'''
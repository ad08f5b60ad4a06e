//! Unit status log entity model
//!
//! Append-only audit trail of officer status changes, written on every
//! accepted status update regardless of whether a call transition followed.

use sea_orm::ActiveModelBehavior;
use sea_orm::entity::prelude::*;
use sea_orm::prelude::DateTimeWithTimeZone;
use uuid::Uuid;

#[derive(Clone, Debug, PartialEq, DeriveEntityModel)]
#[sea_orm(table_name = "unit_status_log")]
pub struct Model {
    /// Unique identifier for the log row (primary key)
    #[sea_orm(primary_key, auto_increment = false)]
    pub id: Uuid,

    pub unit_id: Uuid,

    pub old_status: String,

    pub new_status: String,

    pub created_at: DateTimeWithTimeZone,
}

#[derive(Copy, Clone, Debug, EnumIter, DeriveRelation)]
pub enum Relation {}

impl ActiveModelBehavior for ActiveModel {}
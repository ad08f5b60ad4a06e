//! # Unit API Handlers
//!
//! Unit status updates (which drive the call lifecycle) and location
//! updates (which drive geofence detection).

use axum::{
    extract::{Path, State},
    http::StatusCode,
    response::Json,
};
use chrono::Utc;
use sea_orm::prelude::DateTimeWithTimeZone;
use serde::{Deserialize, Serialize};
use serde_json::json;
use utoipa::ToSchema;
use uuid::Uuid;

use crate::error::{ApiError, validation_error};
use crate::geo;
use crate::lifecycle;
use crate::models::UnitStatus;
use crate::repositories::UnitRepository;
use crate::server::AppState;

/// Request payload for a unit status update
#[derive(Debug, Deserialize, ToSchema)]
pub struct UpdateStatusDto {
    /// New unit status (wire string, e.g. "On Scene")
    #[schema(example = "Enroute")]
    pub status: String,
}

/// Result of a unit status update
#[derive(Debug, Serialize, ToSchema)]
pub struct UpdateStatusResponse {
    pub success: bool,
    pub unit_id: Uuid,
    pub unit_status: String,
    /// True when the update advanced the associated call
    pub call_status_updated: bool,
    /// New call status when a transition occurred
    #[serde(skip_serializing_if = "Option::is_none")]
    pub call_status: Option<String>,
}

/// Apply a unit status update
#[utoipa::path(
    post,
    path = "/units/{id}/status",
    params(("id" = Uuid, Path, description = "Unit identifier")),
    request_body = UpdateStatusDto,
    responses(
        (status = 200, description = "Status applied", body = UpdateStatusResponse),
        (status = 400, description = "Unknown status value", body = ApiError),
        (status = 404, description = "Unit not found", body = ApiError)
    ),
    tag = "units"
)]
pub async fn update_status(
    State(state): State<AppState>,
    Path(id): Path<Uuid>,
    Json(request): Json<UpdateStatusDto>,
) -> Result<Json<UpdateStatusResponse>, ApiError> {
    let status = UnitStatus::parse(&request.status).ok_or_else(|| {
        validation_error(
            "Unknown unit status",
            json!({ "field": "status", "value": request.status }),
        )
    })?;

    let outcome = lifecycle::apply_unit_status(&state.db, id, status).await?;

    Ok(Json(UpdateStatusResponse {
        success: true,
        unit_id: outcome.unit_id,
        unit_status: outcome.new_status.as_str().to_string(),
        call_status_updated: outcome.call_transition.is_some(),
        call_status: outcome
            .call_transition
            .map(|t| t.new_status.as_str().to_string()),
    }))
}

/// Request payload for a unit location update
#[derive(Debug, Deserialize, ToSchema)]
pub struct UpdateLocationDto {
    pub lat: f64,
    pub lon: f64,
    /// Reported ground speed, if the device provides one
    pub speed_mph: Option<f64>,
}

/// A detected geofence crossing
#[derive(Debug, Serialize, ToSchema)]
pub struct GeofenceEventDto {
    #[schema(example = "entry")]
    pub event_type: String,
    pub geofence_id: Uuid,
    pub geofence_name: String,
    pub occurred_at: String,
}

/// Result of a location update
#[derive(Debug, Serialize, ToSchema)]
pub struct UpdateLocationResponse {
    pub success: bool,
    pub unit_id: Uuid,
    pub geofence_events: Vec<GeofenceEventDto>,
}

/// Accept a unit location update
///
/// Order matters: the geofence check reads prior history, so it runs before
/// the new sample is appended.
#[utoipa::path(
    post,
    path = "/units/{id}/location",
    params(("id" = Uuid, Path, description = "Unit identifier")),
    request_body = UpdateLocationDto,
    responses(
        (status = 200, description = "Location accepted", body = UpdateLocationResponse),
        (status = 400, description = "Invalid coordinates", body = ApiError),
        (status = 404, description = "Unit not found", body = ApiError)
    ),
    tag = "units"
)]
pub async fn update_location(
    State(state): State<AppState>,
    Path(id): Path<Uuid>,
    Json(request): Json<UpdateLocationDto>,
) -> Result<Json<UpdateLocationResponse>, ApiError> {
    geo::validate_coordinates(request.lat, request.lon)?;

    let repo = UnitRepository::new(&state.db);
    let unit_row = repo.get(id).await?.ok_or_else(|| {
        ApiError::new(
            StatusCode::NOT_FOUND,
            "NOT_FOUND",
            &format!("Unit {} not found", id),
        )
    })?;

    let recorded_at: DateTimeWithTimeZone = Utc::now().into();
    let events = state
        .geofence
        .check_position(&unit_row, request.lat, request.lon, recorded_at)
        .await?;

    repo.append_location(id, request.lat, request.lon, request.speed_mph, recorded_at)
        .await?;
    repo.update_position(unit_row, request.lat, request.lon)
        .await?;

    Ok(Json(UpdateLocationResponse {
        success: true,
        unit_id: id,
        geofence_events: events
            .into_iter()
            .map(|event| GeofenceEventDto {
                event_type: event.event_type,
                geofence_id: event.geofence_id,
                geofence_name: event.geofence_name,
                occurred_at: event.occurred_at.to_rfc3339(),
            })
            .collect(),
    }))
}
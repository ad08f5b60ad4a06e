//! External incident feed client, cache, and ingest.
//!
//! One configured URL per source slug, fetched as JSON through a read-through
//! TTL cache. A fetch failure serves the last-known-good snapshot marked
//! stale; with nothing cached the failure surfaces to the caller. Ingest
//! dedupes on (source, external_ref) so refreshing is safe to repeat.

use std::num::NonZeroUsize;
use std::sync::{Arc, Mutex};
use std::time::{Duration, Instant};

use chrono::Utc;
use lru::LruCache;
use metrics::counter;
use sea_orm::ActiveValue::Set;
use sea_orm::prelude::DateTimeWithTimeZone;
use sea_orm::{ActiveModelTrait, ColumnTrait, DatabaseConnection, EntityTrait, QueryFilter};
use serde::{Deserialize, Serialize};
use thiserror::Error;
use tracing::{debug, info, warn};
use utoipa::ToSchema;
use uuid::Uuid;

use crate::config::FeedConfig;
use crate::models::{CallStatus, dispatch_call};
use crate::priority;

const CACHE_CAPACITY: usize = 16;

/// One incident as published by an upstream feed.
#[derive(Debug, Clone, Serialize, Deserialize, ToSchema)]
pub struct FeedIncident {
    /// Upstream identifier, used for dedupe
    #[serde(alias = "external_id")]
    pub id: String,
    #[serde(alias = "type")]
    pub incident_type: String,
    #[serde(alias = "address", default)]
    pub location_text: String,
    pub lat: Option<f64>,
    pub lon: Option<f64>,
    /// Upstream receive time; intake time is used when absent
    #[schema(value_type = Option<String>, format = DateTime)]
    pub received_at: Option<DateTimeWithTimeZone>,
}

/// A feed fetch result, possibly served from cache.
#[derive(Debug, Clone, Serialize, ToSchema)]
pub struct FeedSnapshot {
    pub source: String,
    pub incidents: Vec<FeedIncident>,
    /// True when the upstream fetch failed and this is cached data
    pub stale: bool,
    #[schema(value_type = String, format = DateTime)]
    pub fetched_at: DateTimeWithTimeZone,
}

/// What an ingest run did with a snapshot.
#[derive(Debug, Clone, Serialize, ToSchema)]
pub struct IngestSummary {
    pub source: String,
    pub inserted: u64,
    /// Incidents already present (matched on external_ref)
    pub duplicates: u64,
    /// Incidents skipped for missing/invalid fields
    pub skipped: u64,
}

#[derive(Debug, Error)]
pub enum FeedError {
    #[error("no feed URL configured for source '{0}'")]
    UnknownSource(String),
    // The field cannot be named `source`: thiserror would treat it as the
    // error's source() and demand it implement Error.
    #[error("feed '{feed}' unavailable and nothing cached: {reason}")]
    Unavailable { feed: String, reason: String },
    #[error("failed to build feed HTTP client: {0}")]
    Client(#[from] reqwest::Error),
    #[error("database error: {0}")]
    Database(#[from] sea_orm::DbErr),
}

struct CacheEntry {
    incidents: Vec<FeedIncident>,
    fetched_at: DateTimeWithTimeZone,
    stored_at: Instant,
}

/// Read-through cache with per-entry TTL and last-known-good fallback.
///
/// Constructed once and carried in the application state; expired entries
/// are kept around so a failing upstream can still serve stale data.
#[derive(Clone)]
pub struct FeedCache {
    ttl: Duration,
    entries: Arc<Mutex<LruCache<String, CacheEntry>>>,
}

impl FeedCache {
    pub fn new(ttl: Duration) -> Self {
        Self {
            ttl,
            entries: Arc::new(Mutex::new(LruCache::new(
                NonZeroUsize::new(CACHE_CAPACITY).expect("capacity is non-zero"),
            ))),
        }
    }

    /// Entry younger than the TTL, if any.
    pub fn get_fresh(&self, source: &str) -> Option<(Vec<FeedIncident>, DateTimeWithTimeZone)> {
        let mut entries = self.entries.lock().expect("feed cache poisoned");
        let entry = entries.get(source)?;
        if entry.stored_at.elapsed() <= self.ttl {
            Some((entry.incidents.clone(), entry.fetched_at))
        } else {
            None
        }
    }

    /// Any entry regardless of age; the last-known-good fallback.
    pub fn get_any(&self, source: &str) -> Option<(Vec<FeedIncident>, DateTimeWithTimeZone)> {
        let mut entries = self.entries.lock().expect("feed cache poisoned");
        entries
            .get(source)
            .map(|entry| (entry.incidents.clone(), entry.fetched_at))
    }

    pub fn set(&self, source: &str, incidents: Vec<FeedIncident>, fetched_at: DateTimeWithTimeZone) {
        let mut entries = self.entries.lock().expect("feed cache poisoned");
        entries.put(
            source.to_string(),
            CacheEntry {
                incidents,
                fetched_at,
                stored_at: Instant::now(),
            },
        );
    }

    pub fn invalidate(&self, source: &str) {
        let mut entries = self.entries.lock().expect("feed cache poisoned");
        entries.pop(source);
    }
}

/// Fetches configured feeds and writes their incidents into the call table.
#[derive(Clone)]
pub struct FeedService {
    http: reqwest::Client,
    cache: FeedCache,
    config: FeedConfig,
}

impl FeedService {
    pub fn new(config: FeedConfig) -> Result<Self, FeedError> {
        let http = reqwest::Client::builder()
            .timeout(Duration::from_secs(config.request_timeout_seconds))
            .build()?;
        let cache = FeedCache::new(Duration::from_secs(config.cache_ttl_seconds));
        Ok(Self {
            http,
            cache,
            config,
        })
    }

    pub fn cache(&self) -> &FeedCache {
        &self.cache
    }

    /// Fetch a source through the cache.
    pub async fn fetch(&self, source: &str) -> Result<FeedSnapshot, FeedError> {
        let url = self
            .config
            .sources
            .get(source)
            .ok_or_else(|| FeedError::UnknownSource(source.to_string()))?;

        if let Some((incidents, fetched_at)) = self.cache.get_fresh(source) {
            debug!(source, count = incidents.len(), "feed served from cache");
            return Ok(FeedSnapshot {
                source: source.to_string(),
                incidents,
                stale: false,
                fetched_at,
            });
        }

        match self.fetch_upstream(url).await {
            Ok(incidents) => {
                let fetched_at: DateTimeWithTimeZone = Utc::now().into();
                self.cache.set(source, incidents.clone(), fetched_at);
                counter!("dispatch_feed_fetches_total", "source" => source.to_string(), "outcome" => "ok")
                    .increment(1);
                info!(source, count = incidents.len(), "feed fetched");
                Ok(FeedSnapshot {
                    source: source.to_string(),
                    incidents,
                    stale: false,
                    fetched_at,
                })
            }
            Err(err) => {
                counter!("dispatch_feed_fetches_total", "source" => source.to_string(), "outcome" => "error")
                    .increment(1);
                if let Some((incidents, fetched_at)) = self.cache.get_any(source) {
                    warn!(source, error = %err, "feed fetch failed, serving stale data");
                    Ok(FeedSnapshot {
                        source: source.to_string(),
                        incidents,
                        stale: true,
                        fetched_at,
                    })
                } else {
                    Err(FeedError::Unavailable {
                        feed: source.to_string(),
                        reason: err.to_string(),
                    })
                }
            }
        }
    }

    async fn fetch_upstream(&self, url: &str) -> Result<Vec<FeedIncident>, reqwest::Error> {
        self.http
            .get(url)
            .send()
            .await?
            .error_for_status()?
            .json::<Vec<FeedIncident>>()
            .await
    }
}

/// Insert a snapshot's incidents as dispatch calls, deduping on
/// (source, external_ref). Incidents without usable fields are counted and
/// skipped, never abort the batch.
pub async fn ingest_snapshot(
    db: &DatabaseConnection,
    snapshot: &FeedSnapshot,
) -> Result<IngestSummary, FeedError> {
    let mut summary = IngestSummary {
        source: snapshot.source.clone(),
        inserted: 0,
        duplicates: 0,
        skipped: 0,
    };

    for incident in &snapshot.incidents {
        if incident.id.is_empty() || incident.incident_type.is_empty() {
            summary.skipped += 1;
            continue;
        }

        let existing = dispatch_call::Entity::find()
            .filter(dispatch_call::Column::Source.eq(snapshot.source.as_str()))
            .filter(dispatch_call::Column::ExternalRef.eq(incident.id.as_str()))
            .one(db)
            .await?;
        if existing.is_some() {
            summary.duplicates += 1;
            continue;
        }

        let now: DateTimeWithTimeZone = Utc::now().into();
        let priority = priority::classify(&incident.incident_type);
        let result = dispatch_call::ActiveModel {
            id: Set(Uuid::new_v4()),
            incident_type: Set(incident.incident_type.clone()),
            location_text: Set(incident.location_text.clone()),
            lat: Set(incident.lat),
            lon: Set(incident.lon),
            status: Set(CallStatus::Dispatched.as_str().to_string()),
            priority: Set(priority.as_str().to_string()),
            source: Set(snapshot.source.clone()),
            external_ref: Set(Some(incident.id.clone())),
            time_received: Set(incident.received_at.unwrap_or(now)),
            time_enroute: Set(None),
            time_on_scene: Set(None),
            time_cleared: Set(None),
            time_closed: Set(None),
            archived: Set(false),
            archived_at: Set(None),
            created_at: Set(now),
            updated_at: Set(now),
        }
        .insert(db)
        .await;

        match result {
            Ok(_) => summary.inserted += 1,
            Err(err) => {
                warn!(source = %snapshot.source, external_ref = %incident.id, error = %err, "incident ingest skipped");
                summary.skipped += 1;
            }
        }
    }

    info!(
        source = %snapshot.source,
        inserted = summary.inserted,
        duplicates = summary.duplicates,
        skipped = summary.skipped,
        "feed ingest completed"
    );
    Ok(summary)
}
'''
Please give back the records exactly as written, beginning at the first line and including the line that holds "row (primary key)" as the last.

repository ad08f5b60ad4a06e
//! Unit status log entity model
//!
//! Append-only audit trail of officer status changes, written on every
//! accepted status update regardless of whether a call transition followed.

use sea_orm::ActiveModelBehavior;
use sea_orm::entity::prelude::*;
use sea_orm::prelude::DateTimeWithTimeZone;
use uuid::Uuid;

#[derive(Clone, Debug, PartialEq, DeriveEntityModel)]
#[sea_orm(table_name = "unit_status_log")]
pub struct Model {
    /// Unique identifier for the log row (primary key)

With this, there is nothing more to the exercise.